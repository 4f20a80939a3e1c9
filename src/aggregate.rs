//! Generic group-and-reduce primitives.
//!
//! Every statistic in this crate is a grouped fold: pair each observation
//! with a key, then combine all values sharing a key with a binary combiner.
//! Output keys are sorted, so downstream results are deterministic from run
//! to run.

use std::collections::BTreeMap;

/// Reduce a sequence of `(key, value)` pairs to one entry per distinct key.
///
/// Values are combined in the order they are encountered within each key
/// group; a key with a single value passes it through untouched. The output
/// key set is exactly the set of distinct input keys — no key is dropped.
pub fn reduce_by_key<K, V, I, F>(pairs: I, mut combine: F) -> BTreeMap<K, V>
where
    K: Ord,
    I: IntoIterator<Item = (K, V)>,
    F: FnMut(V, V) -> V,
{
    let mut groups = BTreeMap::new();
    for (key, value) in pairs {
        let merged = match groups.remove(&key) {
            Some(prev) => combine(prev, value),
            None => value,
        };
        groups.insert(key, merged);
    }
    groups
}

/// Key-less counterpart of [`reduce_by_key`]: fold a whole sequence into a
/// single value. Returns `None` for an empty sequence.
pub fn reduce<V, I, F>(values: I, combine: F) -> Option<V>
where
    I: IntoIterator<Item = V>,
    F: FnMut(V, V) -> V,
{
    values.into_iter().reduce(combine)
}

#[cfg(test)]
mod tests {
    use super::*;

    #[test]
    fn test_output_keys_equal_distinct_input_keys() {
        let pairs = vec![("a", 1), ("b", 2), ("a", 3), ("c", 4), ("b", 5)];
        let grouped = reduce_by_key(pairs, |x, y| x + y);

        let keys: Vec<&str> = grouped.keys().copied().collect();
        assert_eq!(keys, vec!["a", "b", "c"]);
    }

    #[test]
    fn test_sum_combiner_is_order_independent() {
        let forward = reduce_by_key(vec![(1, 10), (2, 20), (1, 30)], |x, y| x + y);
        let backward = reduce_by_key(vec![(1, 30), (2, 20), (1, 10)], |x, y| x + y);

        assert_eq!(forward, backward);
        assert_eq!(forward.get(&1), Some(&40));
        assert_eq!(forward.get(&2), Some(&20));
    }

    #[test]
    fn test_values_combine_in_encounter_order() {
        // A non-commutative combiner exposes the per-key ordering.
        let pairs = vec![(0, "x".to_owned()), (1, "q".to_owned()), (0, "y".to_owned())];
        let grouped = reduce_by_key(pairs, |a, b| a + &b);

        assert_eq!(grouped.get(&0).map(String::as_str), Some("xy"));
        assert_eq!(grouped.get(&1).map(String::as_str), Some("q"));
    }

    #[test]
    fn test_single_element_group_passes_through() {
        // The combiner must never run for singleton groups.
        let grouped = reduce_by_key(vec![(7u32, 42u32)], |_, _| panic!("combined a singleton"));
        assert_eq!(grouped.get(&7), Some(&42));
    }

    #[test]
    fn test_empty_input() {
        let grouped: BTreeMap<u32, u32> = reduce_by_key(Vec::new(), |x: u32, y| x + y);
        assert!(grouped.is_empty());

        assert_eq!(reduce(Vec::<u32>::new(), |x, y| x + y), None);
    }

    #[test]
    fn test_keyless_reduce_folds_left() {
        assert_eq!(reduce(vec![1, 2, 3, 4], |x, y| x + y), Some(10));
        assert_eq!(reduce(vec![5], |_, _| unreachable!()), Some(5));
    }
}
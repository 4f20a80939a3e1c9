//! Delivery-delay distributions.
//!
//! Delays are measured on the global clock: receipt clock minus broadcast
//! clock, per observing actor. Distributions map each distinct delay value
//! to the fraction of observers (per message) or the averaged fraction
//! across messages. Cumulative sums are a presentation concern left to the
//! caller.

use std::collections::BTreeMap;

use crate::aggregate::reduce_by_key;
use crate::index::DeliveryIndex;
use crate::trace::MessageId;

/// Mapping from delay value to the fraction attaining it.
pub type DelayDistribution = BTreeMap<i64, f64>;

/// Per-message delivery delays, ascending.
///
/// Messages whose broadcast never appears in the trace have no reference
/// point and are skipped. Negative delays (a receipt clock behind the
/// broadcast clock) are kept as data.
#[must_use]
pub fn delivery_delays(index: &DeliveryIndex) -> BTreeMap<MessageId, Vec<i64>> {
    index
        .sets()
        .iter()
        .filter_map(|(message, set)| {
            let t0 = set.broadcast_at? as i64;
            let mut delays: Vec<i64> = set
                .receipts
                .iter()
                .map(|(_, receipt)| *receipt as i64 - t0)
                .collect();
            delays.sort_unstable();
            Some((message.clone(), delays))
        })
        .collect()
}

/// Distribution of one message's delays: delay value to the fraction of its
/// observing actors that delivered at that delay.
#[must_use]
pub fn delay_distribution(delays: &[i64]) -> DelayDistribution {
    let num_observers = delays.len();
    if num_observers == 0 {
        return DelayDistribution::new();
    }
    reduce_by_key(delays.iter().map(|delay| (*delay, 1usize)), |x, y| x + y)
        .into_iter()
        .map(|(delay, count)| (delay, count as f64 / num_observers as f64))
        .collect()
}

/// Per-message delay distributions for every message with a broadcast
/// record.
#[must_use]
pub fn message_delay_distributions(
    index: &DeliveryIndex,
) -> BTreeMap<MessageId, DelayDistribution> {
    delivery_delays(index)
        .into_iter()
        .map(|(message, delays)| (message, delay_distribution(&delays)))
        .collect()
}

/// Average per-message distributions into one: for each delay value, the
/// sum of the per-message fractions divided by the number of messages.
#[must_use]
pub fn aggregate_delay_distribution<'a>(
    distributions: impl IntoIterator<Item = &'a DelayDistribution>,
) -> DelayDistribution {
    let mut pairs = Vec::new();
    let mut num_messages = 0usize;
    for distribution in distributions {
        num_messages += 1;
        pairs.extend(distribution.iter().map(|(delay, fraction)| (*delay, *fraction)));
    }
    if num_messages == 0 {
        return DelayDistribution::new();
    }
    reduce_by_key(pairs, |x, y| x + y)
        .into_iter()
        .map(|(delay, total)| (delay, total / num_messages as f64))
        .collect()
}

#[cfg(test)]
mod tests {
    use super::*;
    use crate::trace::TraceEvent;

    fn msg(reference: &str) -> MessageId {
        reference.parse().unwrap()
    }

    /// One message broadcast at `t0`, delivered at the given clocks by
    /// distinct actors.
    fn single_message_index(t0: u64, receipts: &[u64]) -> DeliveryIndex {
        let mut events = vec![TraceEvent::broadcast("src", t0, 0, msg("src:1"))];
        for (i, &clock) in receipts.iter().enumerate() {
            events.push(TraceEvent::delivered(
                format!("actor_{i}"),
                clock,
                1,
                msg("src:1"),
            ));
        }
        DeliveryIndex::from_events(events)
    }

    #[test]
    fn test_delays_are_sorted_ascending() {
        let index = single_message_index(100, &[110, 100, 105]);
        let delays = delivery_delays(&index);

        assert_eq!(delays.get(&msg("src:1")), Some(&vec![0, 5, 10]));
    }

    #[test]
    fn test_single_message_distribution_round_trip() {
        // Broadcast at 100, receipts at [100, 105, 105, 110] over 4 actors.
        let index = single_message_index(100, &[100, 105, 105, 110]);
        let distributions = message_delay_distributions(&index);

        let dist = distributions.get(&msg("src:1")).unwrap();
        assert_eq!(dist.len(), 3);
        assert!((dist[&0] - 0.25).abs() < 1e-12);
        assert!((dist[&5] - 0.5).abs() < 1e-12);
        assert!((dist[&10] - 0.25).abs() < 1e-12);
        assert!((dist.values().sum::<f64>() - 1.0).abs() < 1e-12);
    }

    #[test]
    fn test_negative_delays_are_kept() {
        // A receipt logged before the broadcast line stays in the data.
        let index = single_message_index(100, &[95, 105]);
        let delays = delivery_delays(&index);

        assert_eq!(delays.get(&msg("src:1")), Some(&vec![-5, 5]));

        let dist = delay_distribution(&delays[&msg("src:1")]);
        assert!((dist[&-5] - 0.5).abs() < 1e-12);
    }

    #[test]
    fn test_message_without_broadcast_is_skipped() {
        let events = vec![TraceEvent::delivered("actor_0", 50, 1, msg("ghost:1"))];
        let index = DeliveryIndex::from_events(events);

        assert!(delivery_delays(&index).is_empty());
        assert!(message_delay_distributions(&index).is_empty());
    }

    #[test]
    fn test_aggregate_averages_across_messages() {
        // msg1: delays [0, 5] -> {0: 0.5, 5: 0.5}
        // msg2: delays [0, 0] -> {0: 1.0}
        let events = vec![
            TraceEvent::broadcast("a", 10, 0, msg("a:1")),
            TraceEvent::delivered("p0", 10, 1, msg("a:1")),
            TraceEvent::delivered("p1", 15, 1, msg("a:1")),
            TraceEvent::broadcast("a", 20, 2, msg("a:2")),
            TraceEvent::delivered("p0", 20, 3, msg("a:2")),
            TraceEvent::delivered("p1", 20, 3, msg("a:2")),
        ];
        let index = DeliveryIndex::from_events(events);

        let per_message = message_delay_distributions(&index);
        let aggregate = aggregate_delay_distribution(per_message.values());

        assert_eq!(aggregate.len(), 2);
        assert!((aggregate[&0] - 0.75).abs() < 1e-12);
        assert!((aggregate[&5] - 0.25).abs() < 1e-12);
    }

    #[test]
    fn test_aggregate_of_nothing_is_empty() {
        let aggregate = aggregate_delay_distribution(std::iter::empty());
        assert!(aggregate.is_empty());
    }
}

--*--

● WHAT IS NEEDED:
Your answer should consist only of the lines above between the line holding "with a broadcast" and the line holding "number of messages.", inclusive, each transcribed exactly.

● ANSWER TO THIS TASK:
/// Per-message delay distributions for every message with a broadcast
/// record.
#[must_use]
pub fn message_delay_distributions(
    index: &DeliveryIndex,
) -> BTreeMap<MessageId, DelayDistribution> {
    delivery_delays(index)
        .into_iter()
        .map(|(message, delays)| (message, delay_distribution(&delays)))
        .collect()
}

/// Average per-message distributions into one: for each delay value, the
/// sum of the per-message fractions divided by the number of messages.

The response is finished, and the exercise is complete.